Every few decades, a company that has shaped the world gets a moment that forces the question of whether it can survive its own mythology. Apple has had two of those moments in its history. The first was when Steve Jobs returned in 1997 to a company that had nearly collapsed without him. The second was when he died in 2011 and handed the keys to Tim Cook, a supply chain architect who had never been mistaken for a visionary and proceeded to build the most valuable company in human history anyway. The third moment arrives September 1, 2026, when John Ternus steps into the role that Cook and Jobs before him defined, and begins the process of answering the only question anyone in technology is asking today: what does Apple look like when it is run by the person who actually built the things?

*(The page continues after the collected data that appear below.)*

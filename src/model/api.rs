use serde::{Deserialize, Serialize};

/// The response when an error occurs with an API request
#[derive(Debug, Serialize, Deserialize, utoipa::ToSchema)]
pub struct ErrorDto {
    /// The error message
    pub error: String,
}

Ternus is 50 years old and has spent exactly half his life at Apple. He joined in 2001 as a member of the product design team, cutting his teeth on the Apple Cinema Display before eventually assuming oversight of the iPad, the Mac, and ultimately the entire hardware engineering operation when he was named senior vice president in 2021. His fingerprints are on every significant physical object the company has shipped in the past decade: the iPhone, the MacBook Neo, the AirPods, the Apple Vision Pro. Before Apple, he designed virtual reality headsets at Virtual Research Systems. Before that, he graduated from the University of Pennsylvania with a degree in mechanical engineering, where his senior project was a mechanical feeding arm operable by people with quadriplegia using head movements. The man who is about to run a $4 trillion company started his engineering career trying to give people back the use of their hands.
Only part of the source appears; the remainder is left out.